How to Diagnose Leptospirosis
Diagnose leptospirosis through a combination of serologic testing (IgM ELISA and microscopic agglutination test) after 6-10 days of symptoms, or blood/CSF cultures within the first 5 days before antibiotics, guided by clinical presentation of fever, myalgia (especially calves), and conjunctival suffusion in patients with water or animal urine exposure. 1
Clinical Suspicion and Timing
Suspect leptospirosis in patients presenting with:
- Fever, headache, chills, and myalgia (particularly calf muscles) 1
- Conjunctival suffusion (highly suggestive finding) 1
- Biphasic illness pattern: initial bacteremic phase with flu-like symptoms (4-7 days), followed 1-3 days later by immune phase with fever, hepatorenal syndrome, and hemorrhage 1
- Exposure history: contact with urine-contaminated water, recreational water sports, occupational animal exposure, or flooding 1
Diagnostic Algorithm by Timing
Early Disease (First 5 Days of Symptoms)
Blood and CSF cultures are the primary diagnostic method during the bacteremic phase 1:
- Collect aerobic blood cultures before antibiotics 1
- Keep blood cultures at room temperature prior to dispatch to reference laboratory 1
- CSF cultures can also be obtained if meningeal signs present 1
- Urine is NOT a suitable sample for isolation of leptospira 1
After 6-10 Days of Symptoms
Serologic testing becomes the primary diagnostic method 1:
Initial serology:
- IgM ELISA is the rapid screening test 1
- IgM titer ≥1:320 is considered suggestive of leptospirosis 1
- Titers of 1:80 to 1:160 are consistent with early infection but may represent cross-reactions 1
Confirmatory testing:
- Convalescent serology >10 days after symptom onset should include both IgM ELISA and microscopic agglutination test (MAT) 1
- MAT is the gold standard serologic test 2, 3
- Earliest positive serology appears 6-10 days after onset of symptoms 1
Supportive Laboratory Findings
Initial investigations are non-specific but may show 1:
- Urinalysis: proteinuria and hematuria 1
- Hematology: polymorphonuclear leukocytosis, thrombocytopenia, anemia if hemorrhage occurred 1
- Coagulation: often normal despite bleeding (due to capillary fragility) 1
- Biochemistry: renal failure, high bilirubin with mild transaminase elevation 1
Case Classification
Probable case 1:
- Clinically compatible presentation (fever, headache, chills, myalgia, conjunctival suffusion)

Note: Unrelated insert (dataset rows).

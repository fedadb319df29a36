//! Summaries derived from a [`Dataset`].
//!
//! Every statistic excludes "not available" cells field by field: a record
//! missing one item still contributes to every other item. Zero is only
//! substituted for missing values when a vector is prepared for display
//! (see [`ItemVector::presented`]).

use itertools::Itertools;
use serde::Serialize;

use crate::{
    dataset::{Dataset, Record},
    error::SurveyError,
    fields::{CanonicalField, DELTA_ITEMS, SURVEY_ITEMS},
};

/// Values of a fixed list of items taken from a single record.
#[derive(Debug, Clone, PartialEq, Serialize)]
pub struct ItemVector {
    pub fields: Vec<CanonicalField>,
    pub values: Vec<Option<f64>>,
}

impl ItemVector {
    fn from_record(record: &Record, fields: &[CanonicalField]) -> Self {
        Self {
            fields: fields.to_vec(),
            values: record.numeric_vector(fields),
        }
    }

    /// Values ready for plotting, with missing entries drawn as 0.
    pub fn presented(&self) -> Vec<f64> {
        self.values
            .iter()
            .map(|value| value.unwrap_or(0.0))
            .collect()
    }

    /// Fields whose presented value is a substituted 0.
    pub fn substituted(&self) -> Vec<CanonicalField> {
        self.fields
            .iter()
            .zip(&self.values)
            .filter(|(_, value)| value.is_none())
            .map(|(field, _)| *field)
            .collect()
    }

    pub fn get(&self, field: CanonicalField) -> Option<f64> {
        self.fields
            .iter()
            .position(|candidate| *candidate == field)
            .and_then(|idx| self.values[idx])
    }
}

#[derive(Debug, Clone, PartialEq, Serialize)]
pub struct EntityProfile {
    pub name: String,
    pub row: usize,
    pub items: ItemVector,
    pub summary: Option<String>,
    pub self_evaluation: Option<String>,
}

#[derive(Debug, Clone, PartialEq, Serialize)]
pub struct DeltaTriple {
    pub name: String,
    pub row: usize,
    pub items: ItemVector,
}

#[derive(Debug, Clone, PartialEq, Serialize)]
pub struct FieldSummary {
    pub field: CanonicalField,
    pub count: usize,
    pub mean: Option<f64>,
    pub std_dev: Option<f64>,
}

#[derive(Debug, Clone, PartialEq, Serialize)]
pub struct CorrelationMatrix {
    pub fields: Vec<CanonicalField>,
    pub values: Vec<Vec<Option<f64>>>,
}

impl CorrelationMatrix {
    pub fn get(&self, a: CanonicalField, b: CanonicalField) -> Option<f64> {
        let row = self.fields.iter().position(|field| *field == a)?;
        let col = self.fields.iter().position(|field| *field == b)?;
        self.values[row][col]
    }
}

/// Computes summaries over one dataset for a fixed list of numeric items.
#[derive(Debug, Clone, Copy)]
pub struct Aggregator<'a> {
    dataset: &'a Dataset,
    items: &'a [CanonicalField],
}

impl<'a> Aggregator<'a> {
    pub fn new(dataset: &'a Dataset) -> Self {
        Self::with_items(dataset, &SURVEY_ITEMS)
    }

    pub fn with_items(dataset: &'a Dataset, items: &'a [CanonicalField]) -> Self {
        Self { dataset, items }
    }

    pub fn items(&self) -> &[CanonicalField] {
        self.items
    }

    /// First record named `name` (input order), its items and free-text answers.
    pub fn per_entity(&self, name: &str) -> Result<EntityProfile, SurveyError> {
        let record = self.first_named(name)?;
        Ok(self.profile_of(name, record))
    }

    pub fn delta_triple(&self, name: &str) -> Result<DeltaTriple, SurveyError> {
        let record = self.first_named(name)?;
        Ok(DeltaTriple {
            name: name.to_string(),
            row: record.row,
            items: ItemVector::from_record(record, &DELTA_ITEMS),
        })
    }

    pub fn field_means(&self) -> Vec<FieldSummary> {
        self.items
            .iter()
            .map(|field| {
                let mut stats = ColumnStats::default();
                for value in self.dataset.column(*field).into_iter().flatten() {
                    stats.add_value(value);
                }
                FieldSummary {
                    field: *field,
                    count: stats.count,
                    mean: stats.mean(),
                    std_dev: stats.std_dev(),
                }
            })
            .collect()
    }

    /// Pearson correlation over pairwise-complete observations.
    pub fn correlation_matrix(&self) -> CorrelationMatrix {
        let columns = self
            .items
            .iter()
            .map(|field| self.dataset.column(*field))
            .collect::<Vec<_>>();
        let varies = columns.iter().map(|column| has_variance(column)).collect::<Vec<_>>();

        let n = self.items.len();
        let mut values = vec![vec![None; n]; n];
        for (idx, row) in values.iter_mut().enumerate() {
            row[idx] = varies[idx].then_some(1.0);
        }
        for (i, j) in (0..n).tuple_combinations() {
            let r = if varies[i] && varies[j] {
                pearson(&columns[i], &columns[j])
            } else {
                None
            };
            values[i][j] = r;
            values[j][i] = r;
        }

        CorrelationMatrix {
            fields: self.items.to_vec(),
            values,
        }
    }

    /// One profile per distinct student name, in name order.
    pub fn comparison(&self) -> Vec<EntityProfile> {
        self.dataset
            .all_entity_names()
            .into_iter()
            .filter_map(|name| {
                let record = self.dataset.first_named(&name)?;
                Some(self.profile_of(&name, record))
            })
            .collect()
    }

    fn first_named(&self, name: &str) -> Result<&'a Record, SurveyError> {
        self.dataset
            .first_named(name)
            .ok_or_else(|| SurveyError::EntityNotFound(name.to_string()))
    }

    fn profile_of(&self, name: &str, record: &Record) -> EntityProfile {
        EntityProfile {
            name: name.to_string(),
            row: record.row,
            items: ItemVector::from_record(record, self.items),
            summary: record
                .text(CanonicalField::SummaryText)
                .map(str::to_string),
            self_evaluation: record
                .text(CanonicalField::SelfEvaluation)
                .map(str::to_string),
        }
    }
}

#[derive(Debug, Default)]
struct ColumnStats {
    sum: f64,
    sum_squares: f64,
    count: usize,
}

impl ColumnStats {
    fn add_value(&mut self, value: f64) {
        self.count += 1;
        self.sum += value;
        self.sum_squares += value * value;
    }

    fn mean(&self) -> Option<f64> {
        if self.count > 0 {
            Some(self.sum / self.count as f64)
        } else {
            None
        }
    }

    fn std_dev(&self) -> Option<f64> {
        if self.count < 2 {
            return None;
        }
        let mean = self.mean()?;
        let variance =
            (self.sum_squares - self.count as f64 * mean * mean) / (self.count as f64 - 1.0);
        Some(variance.max(0.0).sqrt())
    }
}

fn has_variance(column: &[Option<f64>]) -> bool {
    let available = column.iter().flatten().copied().collect::<Vec<_>>();
    if available.len() < 2 {
        return false;
    }
    let mean = available.iter().sum::<f64>() / available.len() as f64;
    available.iter().map(|value| (value - mean).powi(2)).sum::<f64>() > 0.0
}

fn pearson(x: &[Option<f64>], y: &[Option<f64>]) -> Option<f64> {
    let pairs = x
        .iter()
        .zip(y)
        .filter_map(|(a, b)| Some(((*a)?, (*b)?)))
        .collect::<Vec<_>>();
    if pairs.len() < 2 {
        return None;
    }
    let n = pairs.len() as f64;
    let mean_x = pairs.iter().map(|(a, _)| a).sum::<f64>() / n;
    let mean_y = pairs.iter().map(|(_, b)| b).sum::<f64>() / n;
    let (mut sxy, mut sxx, mut syy) = (0.0, 0.0, 0.0);
    for (a, b) in &pairs {
        let dx = a - mean_x;
        let dy = b - mean_y;
        sxy += dx * dy;
        sxx += dx * dx;
        syy += dy * dy;
    }
    if sxx == 0.0 || syy == 0.0 {
        return None;
    }
    Some((sxy / (sxx * syy).sqrt()).clamp(-1.0, 1.0))
}

#[cfg(test)]
mod tests {
    use super::*;

    #[test]
    fn std_dev_needs_two_values() {
        let mut stats = ColumnStats::default();
        assert_eq!(stats.mean(), None);
        stats.add_value(3.0);
        assert_eq!(stats.mean(), Some(3.0));
        assert_eq!(stats.std_dev(), None);
        stats.add_value(5.0);
        let std_dev = stats.std_dev().unwrap();
        assert!((std_dev - 2f64.sqrt()).abs() < 1e-12);
    }

    #[test]
    fn pearson_uses_only_complete_pairs() {
        let x = [Some(1.0), Some(2.0), None, Some(3.0)];
        let y = [Some(2.0), Some(4.0), Some(100.0), Some(6.0)];
        let r = pearson(&x, &y).unwrap();
        assert!((r - 1.0).abs() < 1e-12);
    }

    #[test]
    fn pearson_detects_anticorrelation() {
        let x = [Some(1.0), Some(2.0), Some(3.0)];
        let y = [Some(5.0), Some(3.0), Some(1.0)];
        assert!((pearson(&x, &y).unwrap() + 1.0).abs() < 1e-12);
    }

    #[test]
    fn pearson_is_undefined_for_flat_or_sparse_pairs() {
        assert_eq!(pearson(&[Some(1.0)], &[Some(2.0)]), None);
        assert_eq!(
            pearson(&[Some(1.0), Some(2.0)], &[Some(3.0), Some(3.0)]),
            None
        );
    }

    #[test]
    fn variance_ignores_missing_cells() {
        assert!(!has_variance(&[Some(2.0), None, Some(2.0)]));
        assert!(has_variance(&[Some(2.0), None, Some(4.0)]));
        assert!(!has_variance(&[None, None]));
    }

    #[test]
    fn presented_vector_substitutes_zero() {
        let vector = ItemVector {
            fields: vec![CanonicalField::Focus, CanonicalField::Anxiety],
            values: vec![Some(4.0), None],
        };
        assert_eq!(vector.presented(), vec![4.0, 0.0]);
        assert_eq!(vector.substituted(), vec![CanonicalField::Anxiety]);
        assert_eq!(vector.get(CanonicalField::Focus), Some(4.0));
        assert_eq!(vector.get(CanonicalField::Anxiety), None);
    }
}
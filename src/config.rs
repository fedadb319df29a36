//! Pipeline configuration loaded from YAML.
//!
//! ```yaml
//! range_policy: reject
//! labels:
//!   "How excited are you?": expectation
//! render:
//!   dpi: 150
//! ```

use std::{collections::BTreeMap, fs::File, io::BufReader, path::Path};

use anyhow::{Context, Result};
use serde::{Deserialize, Serialize};

use crate::{
    fields::CanonicalField, labels::LabelDictionary, normalize::RangePolicy, render::RenderConfig,
};

#[derive(Debug, Clone, Default, PartialEq, Serialize, Deserialize)]
#[serde(default, deny_unknown_fields)]
pub struct Config {
    pub range_policy: RangePolicy,
    /// Extra header labels layered over the default dictionary.
    pub labels: BTreeMap<String, CanonicalField>,
    pub render: RenderConfig,
}

impl Config {
    pub fn load(path: &Path) -> Result<Self> {
        let file = File::open(path).with_context(|| format!("Opening config file {path:?}"))?;
        let reader = BufReader::new(file);
        serde_yaml::from_reader(reader).context("Parsing config YAML")
    }

    pub fn load_or_default(path: Option<&Path>) -> Result<Self> {
        match path {
            Some(path) => Self::load(path),
            None => Ok(Self::default()),
        }
    }

    pub fn label_dictionary(&self) -> LabelDictionary {
        let mut dictionary = LabelDictionary::default();
        dictionary.extend(
            self.labels
                .iter()
                .map(|(label, field)| (label.clone(), *field)),
        );
        dictionary
    }
}

#[cfg(test)]
mod tests {
    use super::*;

    #[test]
    fn empty_document_yields_defaults() {
        let config: Config = serde_yaml::from_str("{}").unwrap();
        assert_eq!(config, Config::default());
        assert_eq!(config.range_policy, RangePolicy::Flag);
    }

    #[test]
    fn labels_extend_the_default_dictionary() {
        let config: Config = serde_yaml::from_str(
            "range_policy: reject\nlabels:\n  \"How excited are you?\": expectation\n",
        )
        .unwrap();
        assert_eq!(config.range_policy, RangePolicy::Reject);
        let dictionary = config.label_dictionary();
        assert_eq!(
            dictionary.lookup("How excited are you?"),
            Some(CanonicalField::Expectation)
        );
        assert_eq!(
            dictionary.lookup("학생 이름"),
            Some(CanonicalField::StudentName)
        );
    }

    #[test]
    fn unknown_keys_are_rejected() {
        assert!(serde_yaml::from_str::<Config>("colour: blue\n").is_err());
    }

    #[test]
    fn unknown_render_keys_are_rejected() {
        assert!(serde_yaml::from_str::<Config>("render:\n  dip: 150\n").is_err());
        let config: Config = serde_yaml::from_str("render:\n  dpi: 150\n").unwrap();
        assert_eq!(config.render.dpi, 150);
        assert_eq!(config.render.width, 12.0);
    }
}
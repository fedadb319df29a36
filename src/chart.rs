//! Chart request resolution.
//!
//! [`resolve`] validates a [`ChartRequest`] against a dataset and returns the
//! exact numeric payload a renderer needs, together with a [`ChartSpec`]
//! describing titles, axis labels and annotation precision. Nothing here draws.

use std::fmt;

use clap::ValueEnum;
use log::info;
use serde::Serialize;

use crate::{
    aggregate::Aggregator,
    dataset::Dataset,
    error::SurveyError,
    fields::{CanonicalField, DELTA_ITEMS, SCALE_MAX, SURVEY_ITEMS, labels_of},
};

#[derive(Debug, Clone, Copy, PartialEq, Eq, Hash, ValueEnum, Serialize)]
#[value(rename_all = "kebab-case")]
#[serde(rename_all = "snake_case")]
pub enum ChartKind {
    /// One student's ten item scores plus free-text answers
    Profile,
    /// Mean and standard deviation per item
    Means,
    /// One student's before/after change items
    Delta,
    /// Item-by-item correlation heatmap
    Correlation,
    /// Every student's item scores side by side
    Comparison,
}

impl ChartKind {
    pub fn requires_entity(self) -> bool {
        matches!(self, ChartKind::Profile | ChartKind::Delta)
    }

    pub fn required_fields(self) -> Vec<CanonicalField> {
        let mut fields = Vec::new();
        match self {
            ChartKind::Profile | ChartKind::Comparison => {
                fields.push(CanonicalField::StudentName);
                fields.extend(SURVEY_ITEMS);
            }
            ChartKind::Delta => {
                fields.push(CanonicalField::StudentName);
                fields.extend(DELTA_ITEMS);
            }
            ChartKind::Means | ChartKind::Correlation => fields.extend(SURVEY_ITEMS),
        }
        fields
    }

    fn spec(self, student: Option<&str>) -> ChartSpec {
        let student = student.unwrap_or_default();
        let (title, y_label, y_range, decimals) = match self {
            ChartKind::Profile => (
                format!("{student} 학생의 설문 응답"),
                Some("점수 (1-5)"),
                Some((0.0, SCALE_MAX)),
                1,
            ),
            ChartKind::Means => (
                "문항별 평균 점수 (오차 막대: 표준편차)".to_string(),
                Some("평균 점수 (1-5)"),
                Some((0.0, SCALE_MAX)),
                2,
            ),
            ChartKind::Delta => (
                format!("{student} 학생의 수업 전후 변화"),
                Some("변화 점수 (1-5)"),
                Some((0.0, SCALE_MAX)),
                1,
            ),
            ChartKind::Correlation => ("문항별 상관관계".to_string(), None, None, 2),
            ChartKind::Comparison => (
                "모든 학생의 설문 응답 비교".to_string(),
                Some("점수 (1-5)"),
                Some((0.0, SCALE_MAX)),
                1,
            ),
        };
        ChartSpec {
            kind: self,
            title,
            y_label: y_label.map(str::to_string),
            y_range,
            decimals,
        }
    }
}

impl fmt::Display for ChartKind {
    fn fmt(&self, f: &mut fmt::Formatter<'_>) -> fmt::Result {
        let name = match self {
            ChartKind::Profile => "profile",
            ChartKind::Means => "means",
            ChartKind::Delta => "delta",
            ChartKind::Correlation => "correlation",
            ChartKind::Comparison => "comparison",
        };
        f.write_str(name)
    }
}

#[derive(Debug, Clone, PartialEq, Eq)]
pub struct ChartRequest {
    pub kind: ChartKind,
    pub student: Option<String>,
}

impl ChartRequest {
    pub fn new(kind: ChartKind) -> Self {
        Self {
            kind,
            student: None,
        }
    }

    pub fn for_student(kind: ChartKind, student: impl Into<String>) -> Self {
        Self {
            kind,
            student: Some(student.into()),
        }
    }

    /// Student name, treating a blank selection as absent.
    fn student(&self) -> Option<&str> {
        self.student
            .as_deref()
            .filter(|name| !name.trim().is_empty())
    }
}

/// Presentation hints handed to the renderer alongside the numbers.
#[derive(Debug, Clone, PartialEq, Serialize)]
pub struct ChartSpec {
    pub kind: ChartKind,
    pub title: String,
    pub y_label: Option<String>,
    pub y_range: Option<(f64, f64)>,
    /// Digits after the decimal point for value annotations.
    pub decimals: usize,
}

#[derive(Debug, Clone, PartialEq, Serialize)]
pub struct Series {
    pub student: String,
    pub values: Vec<f64>,
}

#[derive(Debug, Clone, PartialEq, Serialize)]
#[serde(tag = "kind", rename_all = "snake_case")]
pub enum ChartPayload {
    Profile {
        student: String,
        labels: Vec<String>,
        values: Vec<f64>,
        substituted: Vec<CanonicalField>,
        summary: Option<String>,
        self_evaluation: Option<String>,
    },
    Means {
        labels: Vec<String>,
        means: Vec<Option<f64>>,
        std_devs: Vec<Option<f64>>,
        counts: Vec<usize>,
    },
    Delta {
        student: String,
        labels: Vec<String>,
        values: Vec<f64>,
        substituted: Vec<CanonicalField>,
    },
    Correlation {
        labels: Vec<String>,
        matrix: Vec<Vec<Option<f64>>>,
    },
    Comparison {
        labels: Vec<String>,
        series: Vec<Series>,
    },
}

#[derive(Debug, Clone, PartialEq, Serialize)]
pub struct ResolvedChart {
    pub spec: ChartSpec,
    pub payload: ChartPayload,
}

pub fn resolve(dataset: &Dataset, request: &ChartRequest) -> Result<ResolvedChart, SurveyError> {
    let kind = request.kind;
    let student = request.student();
    if kind.requires_entity() && student.is_none() {
        return Err(SurveyError::MissingEntityName(kind));
    }

    let missing = kind
        .required_fields()
        .into_iter()
        .filter(|field| !dataset.declares(*field))
        .collect::<Vec<_>>();
    if !missing.is_empty() {
        return Err(SurveyError::MissingRequiredFields(missing));
    }

    let aggregator = Aggregator::new(dataset);
    let payload = match (kind, student) {
        (ChartKind::Profile, Some(name)) => {
            let profile = aggregator.per_entity(name)?;
            ChartPayload::Profile {
                student: profile.name,
                labels: labels_of(&profile.items.fields),
                values: profile.items.presented(),
                substituted: profile.items.substituted(),
                summary: profile.summary,
                self_evaluation: profile.self_evaluation,
            }
        }
        (ChartKind::Delta, Some(name)) => {
            let delta = aggregator.delta_triple(name)?;
            ChartPayload::Delta {
                student: delta.name,
                labels: labels_of(&delta.items.fields),
                values: delta.items.presented(),
                substituted: delta.items.substituted(),
            }
        }
        (ChartKind::Profile | ChartKind::Delta, None) => {
            return Err(SurveyError::MissingEntityName(kind));
        }
        (ChartKind::Means, _) => {
            let summaries = aggregator.field_means();
            ChartPayload::Means {
                labels: labels_of(aggregator.items()),
                means: summaries.iter().map(|summary| summary.mean).collect(),
                std_devs: summaries.iter().map(|summary| summary.std_dev).collect(),
                counts: summaries.iter().map(|summary| summary.count).collect(),
            }
        }
        (ChartKind::Correlation, _) => {
            let matrix = aggregator.correlation_matrix();
            ChartPayload::Correlation {
                labels: labels_of(&matrix.fields),
                matrix: matrix.values,
            }
        }
        (ChartKind::Comparison, _) => ChartPayload::Comparison {
            labels: labels_of(aggregator.items()),
            series: aggregator
                .comparison()
                .into_iter()
                .map(|profile| Series {
                    values: profile.items.presented(),
                    student: profile.name,
                })
                .collect(),
        },
    };

    info!("Resolved '{kind}' chart over {} record(s)", dataset.len());
    Ok(ResolvedChart {
        spec: kind.spec(student),
        payload,
    })
}

#[cfg(test)]
mod tests {
    use super::*;

    #[test]
    fn entity_scoped_kinds_are_profile_and_delta() {
        assert!(ChartKind::Profile.requires_entity());
        assert!(ChartKind::Delta.requires_entity());
        assert!(!ChartKind::Means.requires_entity());
        assert!(!ChartKind::Correlation.requires_entity());
        assert!(!ChartKind::Comparison.requires_entity());
    }

    #[test]
    fn delta_requires_name_and_change_items() {
        assert_eq!(
            ChartKind::Delta.required_fields(),
            vec![
                CanonicalField::StudentName,
                CanonicalField::ConfidenceChange,
                CanonicalField::EnjoymentChange,
                CanonicalField::AnxietyChange,
            ]
        );
        assert_eq!(ChartKind::Means.required_fields().len(), 10);
        assert_eq!(ChartKind::Profile.required_fields().len(), 11);
    }

    #[test]
    fn blank_student_counts_as_absent() {
        let request = ChartRequest::for_student(ChartKind::Profile, "   ");
        assert_eq!(request.student(), None);
    }

    #[test]
    fn spec_titles_include_student() {
        let spec = ChartKind::Delta.spec(Some("민지"));
        assert_eq!(spec.title, "민지 학생의 수업 전후 변화");
        assert_eq!(spec.decimals, 1);
        assert_eq!(ChartKind::Correlation.spec(None).y_range, None);
    }
}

- Supportive serology: Leptospira agglutination titer ≥1:200 in one or more serum specimens
Confirmed case 1:
- Isolation of Leptospira from clinical specimen, OR
- Fourfold or greater increase in Leptospira agglutination titer between acute and convalescent sera obtained ≥2 weeks apart, OR
- Demonstration of Leptospira by immunofluorescence in clinical specimen
Critical Pitfalls to Avoid
- Do not wait for laboratory confirmation to initiate treatment given the non-specific nature of initial investigations and potential for rapid deterioration 1
- Do not send urine for culture as it is not suitable for leptospira isolation 1
- Do not store blood cultures in refrigerator—maintain at room temperature before sending to reference lab 1
- Do not rely on single acute-phase serology—convalescent titers are needed for confirmation 1
- Recognize that severe disease (Weil's disease) may not respond to antibiotics as it is immunologically mediated 1
Modern Diagnostic Considerations
While not widely available, PCR amplification of bacterial DNA from blood during the first week can provide rapid diagnosis 4, and loop-mediated isothermal amplification (LAMP) and CRISPR-based approaches represent emerging diagnostic technologies 2.